“We try to move the puck up north as quick as we can and try to close plays in the D-zone as quick as we can,” Hagg said following Wednesday’s practice at KeyBank Center. “I think that’s why we’ve been successful so far.”
That style, of course, can be a tad boring. Still, it has been effective for the duo entering tonight’s contest against the Anaheim Ducks, the start of a four-game road trip.
Hagg and Pysyk, both of whom always seem to be smiling, have played all six games together this season. They’ve quickly developed a friendship off the ice and chemistry on it, learning each others’ tendencies.
“They … see the game with a lot of experience in different situations and they play well together,” Sabres coach Don Granato said. “I mean, every situation that they’re in, they’re in it as a pair.”
Pysyk said “being predictable with one another” helps generate their success.
“In practice, we’re pushing each other and having fun,” he said. “There’s that level of comfort where if one of us makes a mistake, you’re not letting the other guy down. We’re building each other up.”
Hagg said Pysyk is “underrated” and always seems to be in the right spot.
“If there’s a foot or a stick that needs to be there, his stick is there or his foot is there or his body is there,” he said. “I’m really happy to play with him because it makes my game much easier because I know if I screw up, I know I have his position behind me and he will help me to clean it up.”
In Monday’s 5-1 win, Hagg and Pysyk enjoyed their best outing together, holding Tampa Bay Lightning superstar Steven Stamkos and his linemates to just four shot attempts, according to NaturalStatTrick.com.
With the game tied at 1 late in the second period, Pysyk made a critical play, nullifying Stamkos’ breakaway by lifting his stick.

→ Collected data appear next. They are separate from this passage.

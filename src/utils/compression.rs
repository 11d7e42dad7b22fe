//! Writers for the compressed integer encodings of ECMA-335 II.23.2.
//!
//! These are the inverse of [`crate::Parser::read_compressed_uint`],
//! [`crate::Parser::read_compressed_int`] and [`crate::Parser::read_compressed_token`]. The
//! shortest valid encoding is always produced, so a translated token or a reduced parameter
//! count may occupy fewer bytes than the value it replaces.

use crate::{
    metadata::{tables::CodedIndexType, token::Token},
    Error, Result,
};

/// Largest value representable by a compressed unsigned integer
pub const MAX_COMPRESSED_UINT: u32 = 0x1FFF_FFFF;

/// Number of bytes the compressed encoding of `value` occupies
#[must_use]
pub fn compressed_uint_size(value: u32) -> usize {
    if value <= 0x7F {
        1
    } else if value <= 0x3FFF {
        2
    } else {
        4
    }
}

/// Append the compressed encoding of `value` to `buffer`
///
/// # Errors
/// Returns [`crate::Error::InvalidArgument`] if `value` exceeds [`MAX_COMPRESSED_UINT`].
pub fn write_compressed_uint(value: u32, buffer: &mut Vec<u8>) -> Result<()> {
    match compressed_uint_size(value) {
        1 => buffer.push(value as u8),
        2 => buffer.extend_from_slice(&[0x80 | (value >> 8) as u8, value as u8]),
        _ => {
            if value > MAX_COMPRESSED_UINT {
                return Err(Error::InvalidArgument(format!(
                    "0x{:x} exceeds the compressed integer range",
                    value
                )));
            }
            buffer.extend_from_slice(&[
                0xC0 | (value >> 24) as u8,
                (value >> 16) as u8,
                (value >> 8) as u8,
                value as u8,
            ]);
        }
    }

    Ok(())
}

/// Append the compressed signed encoding of `value` to `buffer`
///
/// # Errors
/// Returns [`crate::Error::InvalidArgument`] if `value` lies outside the 29-bit signed range.
pub fn write_compressed_int(value: i32, buffer: &mut Vec<u8>) -> Result<()> {
    let sign = u32::from(value < 0);
    let rotated = (value as u32) << 1;

    if (-0x40..=0x3F).contains(&value) {
        buffer.push(((rotated & 0x7F) | sign) as u8);
    } else if (-0x2000..=0x1FFF).contains(&value) {
        let encoded = (rotated & 0x3FFF) | sign;
        buffer.extend_from_slice(&[0x80 | (encoded >> 8) as u8, encoded as u8]);
    } else if (-0x1000_0000..=0x0FFF_FFFF).contains(&value) {
        let encoded = (rotated & 0x1FFF_FFFF) | sign;
        buffer.extend_from_slice(&[
            0xC0 | (encoded >> 24) as u8,
            (encoded >> 16) as u8,
            (encoded >> 8) as u8,
            encoded as u8,
        ]);
    } else {
        return Err(Error::InvalidArgument(format!(
            "{} exceeds the compressed signed integer range",
            value
        )));
    }

    Ok(())
}

/// Append `token` as a compressed `TypeDefOrRef` coded index
///
/// # Errors
/// Returns [`crate::Error::InvalidArgument`] if the token is not a `TypeDef`, `TypeRef` or
/// `TypeSpec`.
pub fn write_compressed_token(token: Token, buffer: &mut Vec<u8>) -> Result<()> {
    let coded_index = CodedIndexType::TypeDefOrRef.encode(token)?;
    write_compressed_uint(coded_index, buffer)
}
//! Byte-level helpers shared by the heaps and the signature codec.

mod compression;
mod parser;

pub use compression::{
    compressed_uint_size, write_compressed_int, write_compressed_token, write_compressed_uint,
    MAX_COMPRESSED_UINT,
};
pub use parser::Parser;
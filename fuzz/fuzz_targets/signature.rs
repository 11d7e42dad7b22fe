#![no_main]

use dotlink::{metadata::signatures::import_signature, prelude::project_method_def_sig, Token};
use libfuzzer_sys::fuzz_target;

fuzz_target!(|data: &[u8]| {
    let mut keep = |token: Token| -> dotlink::Result<Token> { Ok(token) };
    if let Ok(imported) = import_signature(data, &mut keep, 64) {
        // re-encoding is canonical, a second pass must not change anything
        let again = import_signature(&imported, &mut keep, 64).unwrap();
        assert_eq!(again, imported);
    }
    let _ = project_method_def_sig(data);
});
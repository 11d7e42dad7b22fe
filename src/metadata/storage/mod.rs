//! The storage engine boundary.
//!
//! The importer never touches physical table layout. It reads and writes rows through the
//! [`TableStore`] capability trait, addressed by `(column, 1-based row)`, and asks the engine for
//! sorted range lookups that an engine is free to decline with [`RangeLookup::Unsupported`].
//!
//! # Key Components
//!
//! - [`TableStore`] - The capability interface an engine implements
//! - [`CellValue`] - A decoded column value, heap indices already resolved
//! - [`RangeLookup`] - Result of a sorted-key query
//! - [`MemoryTables`] - The in-memory engine shipped with this crate
//! - [`ImageBuilder`] - Fluent construction of in-memory images
//!
//! # Thread Safety
//!
//! Engines are `Send + Sync` and are only ever used behind the lock owned by
//! [`crate::metadata::image::Image`]; they perform no locking of their own.

mod builder;
mod memory;

pub use builder::ImageBuilder;
pub use memory::MemoryTables;

use uguid::Guid;

use crate::{
    metadata::{
        tables::{Column, TableId},
        token::Token,
    },
    Result,
};

/// A decoded column value.
///
/// Heap-backed columns are resolved to owned data, so a value stays valid after the lock that
/// guarded the read has been released.
#[derive(Debug, Clone, PartialEq, Eq)]
pub enum CellValue {
    /// Flags, versions and other fixed-size constants
    Constant(u32),
    /// A `#Strings` heap entry
    String(String),
    /// A `#Blob` heap entry
    Blob(Vec<u8>),
    /// A `#GUID` heap entry
    Guid(Guid),
    /// A table, coded or list index, expressed as a token
    Token(Token),
}

impl From<u32> for CellValue {
    fn from(value: u32) -> Self {
        CellValue::Constant(value)
    }
}

impl From<u16> for CellValue {
    fn from(value: u16) -> Self {
        CellValue::Constant(u32::from(value))
    }
}

impl From<&str> for CellValue {
    fn from(value: &str) -> Self {
        CellValue::String(value.to_string())
    }
}

impl From<String> for CellValue {
    fn from(value: String) -> Self {
        CellValue::String(value)
    }
}

impl From<&[u8]> for CellValue {
    fn from(value: &[u8]) -> Self {
        CellValue::Blob(value.to_vec())
    }
}

impl From<Vec<u8>> for CellValue {
    fn from(value: Vec<u8>) -> Self {
        CellValue::Blob(value)
    }
}

impl From<Guid> for CellValue {
    fn from(value: Guid) -> Self {
        CellValue::Guid(value)
    }
}

impl From<Token> for CellValue {
    fn from(value: Token) -> Self {
        CellValue::Token(value)
    }
}

/// Result of a sorted-key range query
#[derive(Debug, Clone, Copy, PartialEq, Eq)]
pub enum RangeLookup {
    /// Rows `start..end` (1-based, end exclusive) carry the key
    Range {
        /// First matching row
        start: u32,
        /// One past the last matching row
        end: u32,
    },
    /// The table is sorted by the column and no row carries the key
    NotFound,
    /// The engine can not answer this query with a range, the caller must scan
    Unsupported,
}

/// The capability interface of a metadata table and heap storage engine.
///
/// Rows are addressed by `(table, 1-based row)`; columns by [`Column`], which also names the
/// table. Engines must keep every row they hand out fully populated: a row becomes visible
/// through [`TableStore::row_count`] only once [`TableStore::append_row`] has written all of
/// its columns.
pub trait TableStore: Send + Sync {
    /// Number of rows in `table`
    fn row_count(&self, table: TableId) -> u32;

    /// Read the value of `column` in `row`
    ///
    /// # Errors
    /// Returns [`crate::Error::InvalidToken`] if the row does not exist.
    fn get(&self, row: u32, column: Column) -> Result<CellValue>;

    /// Overwrite the value of `column` in `row`
    ///
    /// # Errors
    /// Returns [`crate::Error::InvalidToken`] if the row does not exist, or
    /// [`crate::Error::InvalidArgument`] if the value does not fit the column.
    fn set(&mut self, row: u32, column: Column, value: CellValue) -> Result<()>;

    /// Append a row to `table` with the given column values, returning its row index.
    /// Columns not mentioned are zero (empty string, empty blob, Nil token).
    ///
    /// # Errors
    /// Returns [`crate::Error::InvalidArgument`] if a column belongs to another table or a
    /// value does not fit its column.
    fn append_row(&mut self, table: TableId, values: &[(Column, CellValue)]) -> Result<u32>;

    /// Find the rows whose `column` equals `key` in a table sorted by `column`
    ///
    /// # Errors
    /// Returns an error only if the engine fails; an unsorted table yields
    /// [`RangeLookup::Unsupported`].
    fn find_range(&self, column: Column, key: &CellValue) -> Result<RangeLookup>;

    /// Map an index in the logical list space of `table` to its row, following the pointer
    /// table when one is present
    ///
    /// # Errors
    /// Returns [`crate::Error::InvalidToken`] if the pointer row does not exist.
    fn resolve_indirect(&self, table: TableId, index: u32) -> Result<u32>;

    /// Returns true if list columns into `table` go through a pointer table
    fn has_indirection(&self, table: TableId) -> bool;
}
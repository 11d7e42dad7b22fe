//! Metadata representation and manipulation for ECMA-335 images.
//!
//! This module holds everything the importer needs below the import logic itself: tokens and
//! table descriptions, the row storage facade, enumeration of rows, content lookups, row
//! emission, assembly identities and the signature codec.
//!
//! # Key Components
//!
//! - [`token`] - Metadata table row references
//! - [`tables`] - Table identifiers, columns, coded indices and flag values
//! - [`streams`] - Owned string, blob and GUID heaps
//! - [`storage`] - The [`storage::TableStore`] trait, the in-memory engine and a builder
//! - [`image`] - The shared, lock-guarded [`image::Image`] facade
//! - [`cursor`] / [`enumerator`] - Row positions and token enumerations
//! - [`identity`] - Assembly identities and strong name tokens
//! - [`signatures`] - Signature rewriting
//!
//! # Examples
//!
//! ```rust
//! use dotlink::metadata::{storage::ImageBuilder, tables::TableId};
//! use uguid::guid;
//!
//! let mut builder = ImageBuilder::new("Lib.dll", guid!("6d6f7a7b-4d61-4a8a-9f1c-31c6d9e8a001"))?;
//! builder.type_def("Lib", "Widget", 0)?;
//! let image = builder.build();
//!
//! assert_eq!(image.row_count(TableId::TypeDef)?, 2);
//! assert!(image.find_type_def("Lib", "Widget", None)?.is_some());
//! # Ok::<(), dotlink::Error>(())
//! ```

/// Row positions inside a table
pub mod cursor;
mod emit;
/// Token enumerations over contiguous ranges or collected lists
pub mod enumerator;
/// Assembly identities, strong name tokens and `AssemblyRef` resolution
pub mod identity;
/// The shared image facade
pub mod image;
mod lookup;
/// Signature rewriting
pub mod signatures;
/// Row storage engines
pub mod storage;
/// Owned metadata heaps
pub mod streams;
/// Table identifiers, columns and flags
pub mod tables;
/// Commonly used metadata token type
pub mod token;
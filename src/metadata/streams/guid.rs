//! The `#GUID` heap.
//!
//! 16-byte entries addressed by a 1-based index; index 0 means "no GUID".

use uguid::Guid;

use crate::Result;

/// An owned, append-only `#GUID` heap
#[derive(Debug, Clone, Default)]
pub struct GuidHeap {
    entries: Vec<Guid>,
}

impl GuidHeap {
    /// Create an empty heap
    #[must_use]
    pub fn new() -> Self {
        GuidHeap {
            entries: Vec::new(),
        }
    }

    /// Returns the GUID at the 1-based `index`, the zero GUID for index 0
    ///
    /// # Errors
    /// Returns [`crate::Error::OutOfBounds`] if `index` exceeds the number of entries.
    pub fn get(&self, index: u32) -> Result<Guid> {
        if index == 0 {
            return Ok(Guid::ZERO);
        }

        self.entries
            .get(index as usize - 1)
            .copied()
            .ok_or(out_of_bounds_error!())
    }

    /// Append `guid`, returning its 1-based index. Identical GUIDs share one entry.
    ///
    /// # Errors
    /// Returns [`crate::Error::OutOfMemory`] if the heap can not grow.
    pub fn add(&mut self, guid: Guid) -> Result<u32> {
        if let Some(position) = self.entries.iter().position(|entry| *entry == guid) {
            return Ok(position as u32 + 1);
        }

        self.entries.try_reserve(1)?;
        self.entries.push(guid);
        u32::try_from(self.entries.len()).map_err(|_| crate::Error::OutOfMemory)
    }

    /// Number of GUIDs in the heap
    #[must_use]
    pub fn len(&self) -> usize {
        self.entries.len()
    }

    /// Returns true if the heap holds no GUID
    #[must_use]
    pub fn is_empty(&self) -> bool {
        self.entries.is_empty()
    }
}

“It was elite,” Hagg said of Pysyk’s tenacious backcheck.
— Buffalo Hockey moments (@SabresPlays) October 26, 2021
Barely a minute later, Sabres winger Drake Caggiula scored the go-ahead goal.
Despite their defensive tendencies, Hagg and Pysyk occasionally showcase their offensive skills.
On Monday, Hagg’s adroit cross-ice pass to center Tage Thompson in the neutral zone created winger Victor Olofsson’s early goal. Hagg later added a 165-foot empty-netter, his first goal with the Sabres.
While neither play was spectacular, both helped the Sabres improve to 4-1-1 this season.
Hagg, 26, and Pysyk, 29, sound energized by their new opportunities. So far, they’ve each averaged more than 18 minutes of ice time a game. Two weeks into the season, they’ve also had stability as a tandem.
“We must be doing something great because we haven’t switched it up,” said Hagg, who was acquired in a trade with the Philadelphia Flyers on July 23. “So, of course, it helps, you play with the same guy, you get to know him a little bit better, what his moving pattern is.”
Hagg was so excited about his fresh start he moved to Buffalo in early August. None of his other teammates had arrived yet.
“I was happy,” he said. “I came early and I got to see the beauty of Buffalo, too, during the summers. It was actually really fun.”
Hagg and Pysyk are two of several players the Sabres have on expiring or one-year contracts looking to reestablish themselves. Hagg endured a rough season in 2020-21, becoming a healthy scratch.
Pysyk, meanwhile, sometimes skated as a winger over the last two seasons. An opportunity to play defense regularly again helped him return to Buffalo, where he started his career in 2012-13, as a free agent.
In his first weeks coaching him, Granato has learned how the affable Pysyk maintains a balance, never getting too high or low.
“He reacts but he never overreacts and that’s what I like about him,” Granato said. “He reacts how you should react. Doesn’t overreact and obviously doesn’t underreact and brush things off. He’s businesslike but also there’s personality there, there’s a smile on his face.”